Audio Recording Quality Analyzer

Comprehensive audio quality analysis for call recordings. Handles dual-track M4A files (system audio + mic), single-track recordings, and AEC-processed files.

Quick Start

Run the bundled analysis script on a recording directory:

python <skill-path>/scripts/analyze_recording.py "/path/to/recording/directory"

Modes for focused analysis:

python <skill-path>/scripts/analyze_recording.py /path --tracks   # track info only
python <skill-path>/scripts/analyze_recording.py /path --echo     # echo detection only
python <skill-path>/scripts/analyze_recording.py /path --quality  # quality metrics (skip echo)

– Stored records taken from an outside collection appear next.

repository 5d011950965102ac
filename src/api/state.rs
use std::sync::Arc;

use tokio::sync::RwLock;

use crate::services::{Catalog, SuggestionProvider};
use crate::store::ConversationStore;

/// Shared application state.
///
/// The catalog is immutable after startup; only the conversation store
/// mutates, and each request reads-then-writes its own conversation key.
#[derive(Clone)]
pub struct AppState {
    pub catalog: Arc<Catalog>,
    pub store: Arc<RwLock<ConversationStore>>,
    pub provider: Arc<dyn SuggestionProvider>,
}

impl AppState {
    pub fn new(catalog: Catalog, provider: Arc<dyn SuggestionProvider>) -> Self {
        Self {
            catalog: Arc::new(catalog),
            store: Arc::new(RwLock::new(ConversationStore::new())),
            provider,
        }
    }
}
pub mod rate_limit;
pub mod request_id;

pub use rate_limit::{enforce_rate_limit, RateLimiter};
pub use request_id::{propagate_request_id, request_span, RequestId};
use serde::{Deserialize, Serialize};

pub mod intent;
pub mod session;

pub use intent::Intent;
pub use session::SessionContext;

/// Broad experience category a club offers
#[derive(Debug, Clone, Copy, PartialEq, Eq, Serialize, Deserialize)]
pub enum ClubType {
    Academic,
    Creative,
    Competitive,
    Leadership,
    Social,
}

/// Weekly time demand of a club
#[derive(Debug, Clone, Copy, PartialEq, Eq, Serialize, Deserialize)]
pub enum TimeCommitment {
    Low,
    Medium,
    High,
}

impl TimeCommitment {
    /// Case-insensitive substring detection in free commitment text,
    /// defaulting to `Medium` when neither extreme is mentioned.
    pub fn from_text(text: &str) -> Self {
        let lower = text.to_lowercase();
        if lower.contains("low") {
            TimeCommitment::Low
        } else if lower.contains("high") {
            TimeCommitment::High
        } else {
            TimeCommitment::Medium
        }
    }
}

/// Normalized catalog entry describing one club at one school.
///
/// Immutable once produced by the catalog normalizer; the ranker and merger
/// only ever borrow these.
#[derive(Debug, Clone, Serialize, Deserialize, PartialEq)]
#[serde(rename_all = "camelCase")]
pub struct ClubRecord {
    pub name: String,
    pub school: String,
    pub category: String,
    #[serde(rename = "type")]
    pub club_type: ClubType,
    pub time_commitment: TimeCommitment,
    /// Derived search terms, non-unique, order relevant
    pub interests: Vec<String>,
    pub description: String,
    pub activities: Vec<String>,
    pub benefits: Vec<String>,
    pub grade_levels: Vec<String>,
}

impl ClubRecord {
    /// Concatenated lowercase text used for token matching.
    pub fn search_text(&self) -> String {
        format!(
            "{} {} {} {}",
            self.name,
            self.category,
            self.description,
            self.interests.join(" ")
        )
        .to_lowercase()
    }
}

// ============================================================================
// Raw Catalog Source Types
// ============================================================================

/// One school's worth of raw catalog data, as supplied by the catalog source.
#[derive(Debug, Clone, Deserialize)]
pub struct RawSchoolEntry {
    pub school: String,
    #[serde(default)]
    pub clubs: Vec<RawClub>,
}

/// Raw club object of heterogeneous shape; every field beyond the name may
/// be absent. Normalization degrades missing fields to defaults rather than
/// failing.
#[derive(Debug, Clone, Deserialize)]
#[serde(rename_all = "camelCase")]
pub struct RawClub {
    pub name: String,
    #[serde(default)]
    pub category: Option<String>,
    #[serde(default)]
    pub description: Option<String>,
    #[serde(default)]
    pub activities: Vec<String>,
    #[serde(default)]
    pub benefits: Vec<String>,
    #[serde(default)]
    pub commitment: Option<String>,
    #[serde(default)]
    pub grade_levels: Vec<String>,
}

// ============================================================================
// Recommendations
// ============================================================================

/// Where a recommendation came from
#[derive(Debug, Clone, Copy, PartialEq, Eq, Serialize, Deserialize)]
#[serde(rename_all = "snake_case")]
pub enum RecommendationSource {
    Heuristic,
    AiParsed,
    Merged,
}

/// Confidence assigned to heuristic matches
pub const CONFIDENCE_HIGH: f64 = 85.0;
/// Confidence assigned to AI-parsed candidates
pub const CONFIDENCE_AI: f64 = 75.0;
/// Confidence assigned to fallback / weak matches
pub const CONFIDENCE_MEDIUM: f64 = 60.0;

/// A single ranked club suggestion produced for one conversation turn
#[derive(Debug, Clone, Serialize, Deserialize, PartialEq)]
#[serde(rename_all = "camelCase")]
pub struct Recommendation {
    pub club_name: String,
    pub category: String,
    pub reasoning: String,
    /// Always finite, in [0, 100]
    pub confidence: f64,
    pub source: RecommendationSource,
}

impl Recommendation {
    /// Key used for dedup and follow-up exclusion: trimmed, lowercased name.
    pub fn normalized_name(&self) -> String {
        normalize_club_name(&self.club_name)
    }
}

/// Case-insensitive, whitespace-trimmed club name comparison key
pub fn normalize_club_name(name: &str) -> String {
    name.trim().to_lowercase()
}

/// Qualitative estimate of overall response quality
#[derive(Debug, Clone, Copy, PartialEq, Eq, PartialOrd, Ord, Serialize, Deserialize)]
#[serde(rename_all = "lowercase")]
pub enum ConfidenceTier {
    Low,
    Medium,
    High,
}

For Blackbox recordings, the directory is typically: ~/Library/Application Support/Blackbox/Recordings/<timestamp-id>/

Dependencies

System: ffmpeg, ffprobe (brew install ffmpeg) Python: numpy, soundfile, scipy, pyloudnorm, pesq, pystoi, librosa

Install all Python deps: pip3 install numpy soundfile scipy pyloudnorm pesq pystoi librosa

What Each Metric Tells You

EBU R128 Loudness (pyloudnorm)

  • What: Perceptual loudness in LUFS (Loudness Units Full Scale)
  • Target: -16 to -24 LUFS for speech
  • Watch for: AEC/post-processed tracks being significantly louder than originals (indicates the processing is amplifying without normalizing)

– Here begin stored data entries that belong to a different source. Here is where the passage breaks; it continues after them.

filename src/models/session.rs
use serde::{Deserialize, Serialize};

/// Bounded-list invariants, enforced here and nowhere downstream.
const MAX_INTERESTS: usize = 10;
const MAX_CATEGORIES: usize = 5;
const MAX_CLUBS_VIEWED: usize = 20;
const MAX_QUERY_HISTORY: usize = 10;

/// Fixed category vocabulary; values outside it are silently dropped.
const CATEGORY_VOCABULARY: &[&str] = &[
    "STEM",
    "Arts",
    "Music",
    "Sports",
    "Debate",
    "Business",
    "Leadership",
    "Service",
    "Cultural",
    "Academic",
];

const ACTIVITY_TYPES: &[&str] = &["academic", "creative", "competitive", "leadership", "social"];
const TIME_COMMITMENTS: &[&str] = &["low", "medium", "high"];
const GOALS: &[&str] = &["learn", "compete", "socialize", "lead", "college_prep"];
const TEAMWORK: &[&str] = &["team", "solo", "either"];

/// Accumulated, validated preference state for one conversation.
///
/// Mutated additively each turn through [`SessionContext::apply`] and
/// [`SessionContext::record_viewed`]; both silently discard anything that
/// fails the allow-list or bound checks, so raw unvalidated input never
/// lands in a field.
#[derive(Debug, Clone, Default, Serialize, Deserialize, PartialEq)]
#[serde(rename_all = "camelCase")]
pub struct SessionContext {
    pub school: Option<String>,
    pub grade: Option<u8>,
    pub interests: Vec<String>,
    pub categories: Vec<String>,
    pub activity_type: Option<String>,
    pub time_commitment: Option<String>,
    pub goal: Option<String>,
    pub teamwork: Option<String>,
    pub clubs_viewed: Vec<String>,
    /// Insertion-ordered; only the last 3 entries are surfaced by the
    /// context builder, the wider retention is intentional.
    pub query_history: Vec<String>,
}

/// One turn's worth of candidate updates, pre-validation.
#[derive(Debug, Clone, Default)]
pub struct SessionUpdate {
    pub school: Option<String>,
    pub grade: Option<u8>,
    pub interests: Vec<String>,
    pub activity_type: Option<String>,
    pub time_commitment: Option<String>,
    pub goal: Option<String>,
    pub teamwork: Option<String>,
    pub query: Option<String>,
}

impl SessionContext {
    pub fn new() -> Self {
        Self::default()
    }

    /// True when no field carries data; drives the context-builder sentinel.
    pub fn is_empty(&self) -> bool {
        self.school.is_none()
            && self.grade.is_none()
            && self.interests.is_empty()
            && self.categories.is_empty()
            && self.activity_type.is_none()
            && self.time_commitment.is_none()
            && self.goal.is_none()
            && self.teamwork.is_none()
            && self.clubs_viewed.is_empty()
            && self.query_history.is_empty()
    }

    /// Applies one turn's updates, validating every field and silently
    /// dropping anything invalid.
    pub fn apply(&mut self, update: SessionUpdate) {
        if let Some(school) = update.school {
            let trimmed = school.trim();
            if !trimmed.is_empty() {
                self.school = Some(trimmed.to_string());
            }
        }

        if let Some(grade) = update.grade {
            if (9..=12).contains(&grade) {
                self.grade = Some(grade);
            }
        }

        for interest in update.interests {
            let trimmed = interest.trim().to_string();
            if trimmed.is_empty() || self.interests.len() >= MAX_INTERESTS {
                continue;
            }
            if !self
                .interests
                .iter()
                .any(|i| i.eq_ignore_ascii_case(&trimmed))
            {
                self.interests.push(trimmed);
            }
        }

        if let Some(value) = validated(update.activity_type, ACTIVITY_TYPES) {
            self.activity_type = Some(value);
        }
        if let Some(value) = validated(update.time_commitment, TIME_COMMITMENTS) {
            self.time_commitment = Some(value);
        }
        if let Some(value) = validated(update.goal, GOALS) {
            self.goal = Some(value);
        }
        if let Some(value) = validated(update.teamwork, TEAMWORK) {
            self.teamwork = Some(value);
        }

        if let Some(query) = update.query {
            let trimmed = query.trim().to_string();
            if !trimmed.is_empty() {
                if self.query_history.len() >= MAX_QUERY_HISTORY {
                    self.query_history.remove(0);
                }
                self.query_history.push(trimmed);
            }
        }
    }

    /// Records clubs surfaced to the user this turn, updating viewed names
    /// and observed categories under their respective bounds.
    pub fn record_viewed<'a>(&mut self, clubs: impl IntoIterator<Item = (&'a str, &'a str)>) {
        for (name, category) in clubs {
            let name = name.trim().to_string();
            if !name.is_empty()
                && !self
                    .clubs_viewed
                    .iter()
                    .any(|c| c.eq_ignore_ascii_case(&name))
            {
                if self.clubs_viewed.len() >= MAX_CLUBS_VIEWED {
                    self.clubs_viewed.remove(0);
                }
                self.clubs_viewed.push(name);
            }

            if let Some(canonical) = CATEGORY_VOCABULARY
                .iter()
                .find(|c| c.eq_ignore_ascii_case(category.trim()))
            {
                if self.categories.len() < MAX_CATEGORIES
                    && !self.categories.iter().any(|c| c == canonical)
                {
                    self.categories.push(canonical.to_string());
                }
            }
        }
    }
}

/// Allow-list check: returns the trimmed lowercase value only when it is in
/// the vocabulary.
fn validated(value: Option<String>, vocabulary: &[&str]) -> Option<String> {
    let value = value?;
    let lower = value.trim().to_lowercase();
    vocabulary.contains(&lower.as_str()).then_some(lower)
}
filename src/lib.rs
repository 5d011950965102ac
pub mod api;
pub mod config;
pub mod error;
pub mod middleware;
pub mod models;
pub mod services;
pub mod store;
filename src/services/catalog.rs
use std::path::Path;

use crate::models::{ClubRecord, ClubType, RawClub, RawSchoolEntry, TimeCommitment};

/// Fixed category → club type lookup; unmapped categories become `Social`.
const CATEGORY_TYPES: &[(&str, ClubType)] = &[
    ("stem", ClubType::Academic),
    ("academic", ClubType::Academic),
    ("debate", ClubType::Competitive),
    ("sports", ClubType::Competitive),
    ("arts", ClubType::Creative),
    ("music", ClubType::Creative),
    ("business", ClubType::Leadership),
    ("leadership", ClubType::Leadership),
    ("service", ClubType::Social),
    ("cultural", ClubType::Social),
];

/// Immutable, normalized club catalog for all known schools.
///
/// Built once at startup and shared read-only across requests; the engine
/// never recommends across school partitions.
#[derive(Debug, Clone)]
pub struct Catalog {
    clubs: Vec<ClubRecord>,
}

impl Catalog {
    /// Normalizes raw per-school entries into a flat record set.
    pub fn from_raw(entries: Vec<RawSchoolEntry>) -> Self {
        let clubs = entries
            .into_iter()
            .flat_map(|entry| {
                let school = entry.school;
                entry
                    .clubs
                    .into_iter()
                    .map(move |club| normalize_club(club, school.clone()))
            })
            .collect();
        Self { clubs }
    }

    /// Loads and normalizes the catalog from a JSON file.
    pub fn from_path(path: impl AsRef<Path>) -> anyhow::Result<Self> {
        let raw = std::fs::read_to_string(path.as_ref())?;
        let entries: Vec<RawSchoolEntry> = serde_json::from_str(&raw)?;
        let catalog = Self::from_raw(entries);
        tracing::info!(
            clubs = catalog.clubs.len(),
            schools = catalog.schools().len(),
            "Catalog loaded"
        );
        Ok(catalog)
    }

    /// All clubs for one school, case-insensitively matched, in catalog
    /// order. Empty means the school is unknown.
    pub fn clubs_for(&self, school: &str) -> Vec<&ClubRecord> {
        let wanted = school.trim();
        self.clubs
            .iter()
            .filter(|c| c.school.eq_ignore_ascii_case(wanted))
            .collect()
    }

    /// Sorted, deduplicated school names.
    pub fn schools(&self) -> Vec<String> {
        let mut schools: Vec<String> = self.clubs.iter().map(|c| c.school.clone()).collect();
        schools.sort();
        schools.dedup();
        schools
    }
}

/// Normalizes one raw club; total and deterministic, malformed optional
/// fields degrade to defaults.
fn normalize_club(raw: RawClub, school: String) -> ClubRecord {
    let category = raw
        .category
        .map(|c| c.trim().to_string())
        .filter(|c| !c.is_empty())
        .unwrap_or_else(|| "General".to_string());

    let club_type = derive_type(&category);
    let time_commitment = raw
        .commitment
        .as_deref()
        .map(TimeCommitment::from_text)
        .unwrap_or(TimeCommitment::Medium);
    let interests = derive_interests(&category, &raw.activities, &raw.benefits);

    ClubRecord {
        name: raw.name.trim().to_string(),
        school,
        category,
        club_type,
        time_commitment,
        interests,
        description: raw.description.unwrap_or_default(),
        activities: raw.activities,
        benefits: raw.benefits,
        grade_levels: raw.grade_levels,
    }
}

/// `[category] + activities[..3] + benefits[..2]`, falling back to the
/// category alone when nothing else is present.
fn derive_interests(category: &str, activities: &[String], benefits: &[String]) -> Vec<String> {
    let mut interests = vec![category.to_string()];
    interests.extend(activities.iter().take(3).cloned());
    interests.extend(benefits.iter().take(2).cloned());
    interests.retain(|i| !i.trim().is_empty());
    if interests.is_empty() {
        interests.push("General".to_string());
    }
    interests
}

fn derive_type(category: &str) -> ClubType {
    let lower = category.to_lowercase();
    CATEGORY_TYPES
        .iter()
        .find(|(name, _)| *name == lower)
        .map(|(_, ty)| *ty)
        .unwrap_or(ClubType::Social)
}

Echo Detection - Autocorrelation

  • What: Detects delayed copies of the signal within a single track by correlating the signal with itself at various time offsets
  • How to read: Peaks in the 20-100ms range with correlation > 0.3 indicate signal duplication. The lag tells you the delay of the duplicate copy
  • Key insight: If you see a consistent peak at the same lag across multiple time segments, that's a systematic duplication (e.g., a virtual audio processor like Krisp introducing a delayed copy at ~53ms)
  • Normal values: Peaks below 0.15 are typically speech pitch harmonics (harmless). Peaks above 0.3 at consistent lags are echo

Cross-Track Correlation

  • What: Measures how much one track's content appears in another (e.g., system audio bleeding into the mic track)
  • How to read: Values near 0 mean no bleed. Values above 0.1 indicate the mic is picking up system audio
  • Coherence: Frequency-domain version of the same test. Voice-band coherence (300-3400Hz) is most relevant for speech echo

PESQ - Speech Quality (requires reference + degraded)

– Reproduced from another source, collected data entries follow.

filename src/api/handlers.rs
use axum::{
    extract::{Path, State},
    http::StatusCode,
    Json,
};
use chrono::{DateTime, Utc};
use serde::{Deserialize, Serialize};
use serde_json::{json, Value};

use crate::error::{AppError, AppResult};
use crate::models::{session::SessionUpdate, ConfidenceTier, Recommendation};
use crate::services::{engine, engine::TurnInput, ResponseSource};
use crate::store::ConversationEntry;

use super::AppState;

// Request/Response types

#[derive(Debug, Deserialize)]
#[serde(rename_all = "camelCase")]
pub struct RecommendRequest {
    pub conversation_id: Option<String>,
    pub school: Option<String>,
    #[serde(default)]
    pub interests: Vec<String>,
    pub time_commitment: Option<String>,
    #[serde(rename = "type")]
    pub activity_type: Option<String>,
    #[serde(default)]
    pub skills: Vec<String>,
    pub grade: Option<i64>,
    pub prior_experience: Option<String>,
    pub follow_up: Option<String>,
}

#[derive(Debug, Deserialize)]
#[serde(rename_all = "camelCase")]
pub struct FollowUpRequest {
    pub conversation_id: Option<String>,
    pub follow_up: Option<String>,
}

#[derive(Debug, Serialize)]
#[serde(rename_all = "camelCase")]
pub struct RecommendResponse {
    pub success: bool,
    pub source: ResponseSource,
    pub recommendations: Vec<Recommendation>,
    pub school: String,
    pub conversation_id: String,
    pub confidence: ConfidenceTier,
    pub message: String,
    #[serde(skip_serializing_if = "Option::is_none")]
    pub follow_up_intent: Option<&'static str>,
}

#[derive(Debug, Serialize)]
#[serde(rename_all = "camelCase")]
pub struct ConversationStatusResponse {
    pub success: bool,
    pub has_recommendations: bool,
    pub recommendation_count: usize,
    pub timestamp: DateTime<Utc>,
}

#[derive(Debug, Serialize)]
pub struct SchoolsResponse {
    pub success: bool,
    pub schools: Vec<String>,
    pub count: usize,
}

// Handlers

/// Health check endpoint
pub async fn health_check() -> (StatusCode, Json<Value>) {
    (StatusCode::OK, Json(json!({ "status": "healthy" })))
}

/// First-turn (or continued) recommendation request
pub async fn recommend(
    State(state): State<AppState>,
    Json(request): Json<RecommendRequest>,
) -> AppResult<Json<RecommendResponse>> {
    let conversation_id = required(request.conversation_id, "conversationId")?;
    let school = required(request.school, "school")?;

    let mut interests: Vec<String> = request
        .interests
        .iter()
        .map(|i| i.trim().to_string())
        .filter(|i| !i.is_empty())
        .collect();
    if interests.is_empty() {
        return Err(AppError::InvalidInput(
            "at least one interest is required".to_string(),
        ));
    }
    interests.extend(
        request
            .skills
            .iter()
            .map(|s| s.trim().to_string())
            .filter(|s| !s.is_empty()),
    );

    let clubs = state.catalog.clubs_for(&school);
    if clubs.is_empty() {
        return Err(AppError::NotFound(format!(
            "No clubs found for school: {}",
            school
        )));
    }

    let now = Utc::now();
    let mut entry = {
        let store = state.store.read().await;
        store.get(&conversation_id).cloned()
    }
    // A first turn with an unknown id starts a fresh conversation.
    .unwrap_or_else(|| ConversationEntry::new(now));

    let mut query = match &request.follow_up {
        Some(follow_up) => follow_up.clone(),
        None => interests.join(", "),
    };
    if let Some(prior) = &request.prior_experience {
        if !prior.trim().is_empty() {
            query.push_str("; prior experience: ");
            query.push_str(prior.trim());
        }
    }

    entry.session.apply(SessionUpdate {
        school: Some(school.clone()),
        grade: request.grade.and_then(|g| u8::try_from(g).ok()),
        interests: interests.clone(),
        activity_type: request.activity_type,
        time_commitment: request.time_commitment,
        goal: None,
        teamwork: None,
        query: Some(query),
    });

    let excluded = entry.excluded_names();
    let outcome = engine::run_turn(
        state.provider.as_ref(),
        TurnInput {
            clubs: &clubs,
            session: &entry.session,
            interests: &interests,
            follow_up: request.follow_up.as_deref(),
            excluded: &excluded,
        },
    )
    .await;

    entry.session.record_viewed(
        outcome
            .recommendations
            .iter()
            .map(|r| (r.club_name.as_str(), r.category.as_str())),
    );
    entry.record_turn(outcome.recommendations.clone(), now);
    state
        .store
        .write()
        .await
        .upsert(conversation_id.clone(), entry);

    Ok(Json(RecommendResponse {
        success: true,
        source: outcome.source,
        recommendations: outcome.recommendations,
        school,
        conversation_id,
        confidence: outcome.confidence,
        message: outcome.message,
        follow_up_intent: outcome.intent.map(|i| i.label()),
    }))
}

/// Follow-up turn within an existing conversation
pub async fn follow_up(
    State(state): State<AppState>,
    Json(request): Json<FollowUpRequest>,
) -> AppResult<Json<RecommendResponse>> {
    let conversation_id = required(request.conversation_id, "conversationId")?;
    let follow_up = required(request.follow_up, "followUp")?;

    let mut entry = {
        let store = state.store.read().await;
        store.get(&conversation_id).cloned()
    }
    .ok_or_else(|| AppError::NotFound(format!("Conversation not found: {}", conversation_id)))?;

    let school = entry.session.school.clone().ok_or_else(|| {
        AppError::InvalidInput("conversation has no school on record".to_string())
    })?;
    let clubs = state.catalog.clubs_for(&school);
    if clubs.is_empty() {
        return Err(AppError::NotFound(format!(
            "No clubs found for school: {}",
            school
        )));
    }

    entry.session.apply(SessionUpdate {
        query: Some(follow_up.clone()),
        ..Default::default()
    });

    let now = Utc::now();
    let excluded = entry.excluded_names();
    let interests = entry.session.interests.clone();
    let outcome = engine::run_turn(
        state.provider.as_ref(),
        TurnInput {
            clubs: &clubs,
            session: &entry.session,
            interests: &interests,
            follow_up: Some(follow_up.as_str()),
            excluded: &excluded,
        },
    )
    .await;

    entry.session.record_viewed(
        outcome
            .recommendations
            .iter()
            .map(|r| (r.club_name.as_str(), r.category.as_str())),
    );
    entry.record_turn(outcome.recommendations.clone(), now);
    state
        .store
        .write()
        .await
        .upsert(conversation_id.clone(), entry);

    Ok(Json(RecommendResponse {
        success: true,
        source: outcome.source,
        recommendations: outcome.recommendations,
        school,
        conversation_id,
        confidence: outcome.confidence,
        message: outcome.message,
        follow_up_intent: outcome.intent.map(|i| i.label()),
    }))
}

/// Conversation status lookup
pub async fn get_conversation(
    State(state): State<AppState>,
    Path(conversation_id): Path<String>,
) -> AppResult<Json<ConversationStatusResponse>> {
    let store = state.store.read().await;
    let entry = store.get(&conversation_id).ok_or_else(|| {
        AppError::NotFound(format!("Conversation not found: {}", conversation_id))
    })?;

    Ok(Json(ConversationStatusResponse {
        success: true,
        has_recommendations: !entry.last_recommendations.is_empty(),
        recommendation_count: entry.last_recommendations.len(),
        timestamp: entry.updated_at,
    }))
}

/// All known schools, sorted
pub async fn get_schools(State(state): State<AppState>) -> Json<SchoolsResponse> {
    let schools = state.catalog.schools();
    let count = schools.len();
    Json(SchoolsResponse {
        success: true,
        schools,
        count,
    })
}

fn required(value: Option<String>, field: &str) -> AppResult<String> {
    value
        .map(|v| v.trim().to_string())
        .filter(|v| !v.is_empty())
        .ok_or_else(|| AppError::InvalidInput(format!("{} is required", field)))
}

  • What: ITU-T P.862 standard. Gives a MOS (Mean Opinion Score) comparing a degraded signal against a reference
  • Scale: 1.0 (bad) to 4.5 (excellent). NB = narrowband (phone quality), WB = wideband
  • Use for: Comparing AEC-processed mic vs original mic to see if processing helps or hurts
  • Thresholds: 4.0+ excellent, 3.0+ good, 2.5-3.0 fair, <2.5 poor

STOI - Speech Intelligibility (requires reference + degraded)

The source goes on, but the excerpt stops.